MOZ (monocytic leukemic zinc-finger protein) and MORF (MOZ-related factor) are histone acetyltransferases important for HOX gene expression as well as embryo and postnatal development. Along with the catalytic subunits KAT6A and KAT6B, the MOZ/MORF complexes contain adaptor proteins BRPF1/2/3 (bromodomain PHD finger proteins 1, 2, or 3), ING5 (inhibitor of growth 5), and hEAF6 (homolog of Esa1-associated factor 6) (Fig. 1A). Of the four subunits, the three KAT6A/B, BRPF1/2/3, and ING5 contain PTM readers, including a bromodomain (BD), a PWWP domain, and a number of PHD fingers, organization and functions of which differ substantially (Fig. 1B). The tandem PHD fingers in the catalytic KAT6A/B subunit are coupled to form a distinct module-the double PHD finger (DPF). The BRPF1/2/3 subunit has an assembly of two PHD fingers closely linked by a zinc knuckle, named a PZP module, and a typical single PHD finger is seen in ING5.
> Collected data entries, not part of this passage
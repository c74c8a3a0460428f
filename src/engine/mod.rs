//! The two-pass constrained-greedy assignment engine.
//!
//! Generation is a single synchronous computation: the date range is
//! expanded, every anchor day (Saturday) is assigned first, then every
//! remaining day is filled while honoring adjacency and weekend
//! constraints. There is no backtracking: when constraints cannot all be
//! satisfied on a day they are degraded in a fixed priority order, and a
//! poor earlier choice is never revisited. The only external input besides
//! the roster and range is the injected tie-break random source.

mod anchor_pass;
mod cycle;
mod fairness;
mod fill_pass;
mod weekend;

use std::collections::{BTreeMap, BTreeSet};

use rand::Rng;
use serde::Serialize;

use crate::error::{EngineError, EngineResult};
use crate::models::{DateRange, Person, Schedule};

pub use anchor_pass::assign_anchor_days;
pub use cycle::cycle_assignment;
pub use fairness::{FairnessCounters, FairnessTracker};
pub use fill_pass::assign_fill_days;
pub use weekend::{in_weekend_window, is_anchor_day, last_elapsed_weekend, worked_last_weekend};

/// The result of a full generation run.
#[derive(Debug, Clone, Serialize)]
pub struct GenerationOutcome {
    /// The finished schedule: exactly one entry per day of the range.
    pub schedule: Schedule,
    /// Final fairness counters per person, for display only.
    pub fairness: BTreeMap<String, FairnessCounters>,
}

/// Generates a schedule for the given range and roster.
///
/// Runs the anchor pass and then the fill pass over the expanded day
/// sequence and returns the finished schedule together with the final
/// fairness snapshot. The function is pure apart from `rng`: with a fixed
/// seed the output is fully deterministic, otherwise tie-break ordering
/// among equally-ranked candidates varies run to run by design.
///
/// # Errors
///
/// - [`EngineError::InvalidRange`] when the range's start is after its end.
/// - [`EngineError::InvalidRoster`] on an empty or duplicate person id.
///
/// A day with no eligible candidate is not an error; it is recorded as an
/// explicit unassigned entry and generation continues.
///
/// # Example
///
/// ```
/// use stable_scheduler::engine::generate;
/// use stable_scheduler::models::{DateRange, Person};
/// use chrono::NaiveDate;
/// use rand::SeedableRng;
/// use rand::rngs::StdRng;
///
/// let range = DateRange::new(
///     NaiveDate::from_ymd_opt(2024, 3, 1).unwrap(),
///     NaiveDate::from_ymd_opt(2024, 3, 31).unwrap(),
/// ).unwrap();
/// let people = vec![
///     Person { id: "a".into(), name: "A".into(), blocked_dates: Default::default() },
///     Person { id: "b".into(), name: "B".into(), blocked_dates: Default::default() },
/// ];
///
/// let mut rng = StdRng::seed_from_u64(7);
/// let outcome = generate(range, &people, &mut rng).unwrap();
/// assert_eq!(outcome.schedule.len(), 31);
/// ```
pub fn generate<R: Rng + ?Sized>(
    range: DateRange,
    people: &[Person],
    rng: &mut R,
) -> EngineResult<GenerationOutcome> {
    // Re-validate: a range arriving through deserialization bypasses
    // DateRange::new.
    let range = DateRange::new(range.start, range.end)?;
    validate_roster(people)?;

    let days = range.days();
    let mut schedule = Schedule::new();
    let mut tracker = FairnessTracker::new(people);

    assign_anchor_days(&days, people, &mut schedule, &mut tracker, rng);
    assign_fill_days(&days, people, &mut schedule, &mut tracker, rng);

    Ok(GenerationOutcome {
        schedule,
        fairness: tracker.snapshot(),
    })
}

/// Rejects rosters with empty or duplicate person ids.
///
/// An empty roster is accepted: every day simply ends up unassigned.
fn validate_roster(people: &[Person]) -> EngineResult<()> {
    let mut seen = BTreeSet::new();
    for person in people {
        if person.id.is_empty() {
            return Err(EngineError::InvalidRoster {
                field: "id".to_string(),
                message: "person id must not be empty".to_string(),
            });
        }
        if !seen.insert(person.id.as_str()) {
            return Err(EngineError::InvalidRoster {
                field: "id".to_string(),
                message: format!("duplicate person id '{}'", person.id),
            });
        }
    }
    Ok(())
}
It has been proved that histone modifiers, such as histone acetyltransferase complexes, function in a stepwise manner. First, they receive and interpret signals (e.g. histone modification patterns), which are site-specific and are recruited to the target sites. They are then further stabilized on the chromatin template to allow the core protein (e.g. MOZ / MORF) to function effectively with its substrate. For primary recruitment, multivalent interactions may bring complex substrate specificity, which is greater than the intrinsic specificity of any of the discrete binding interactions. As for MOZ/MORF complexes, BRD1 plays potential roles in regulating their preference for histone H3. For the secondary stabilization, multiple modest interactions may drastically improve the substrate affinity through an increase in the probability of rebinding to one of the effector modules in the same complex. In the case of the MOZ/MORF complex, the PHD1 fingers of BRD1 proteins are required to strengthen the binding of MOZ/MORF to their substrates. In vitro histone acetyltransferase assay showed the HAT activity of MORF toward H3 peptide increased when BRPF1 was added. Dimethylation of H3K4, but not H3K9, antagonized this increase in HAT activity, consistent with the histone binding affinity of PHD1. The ChIP assay also showed that disrupting the interaction between BRPF2-PHD1 and histones did not eliminate its targeting of the HOXA9 locus. One explanation is that the interaction between BRD1 and unH3 is not involved in the recruitment of the MOZ/MORF complex to the target sites; rather, its role is to strengthen the combination with chromatin.
Fig 1. The MOZ/MORF composition. (Klein et al. Epigenetics. 2014;9(2):186-193.).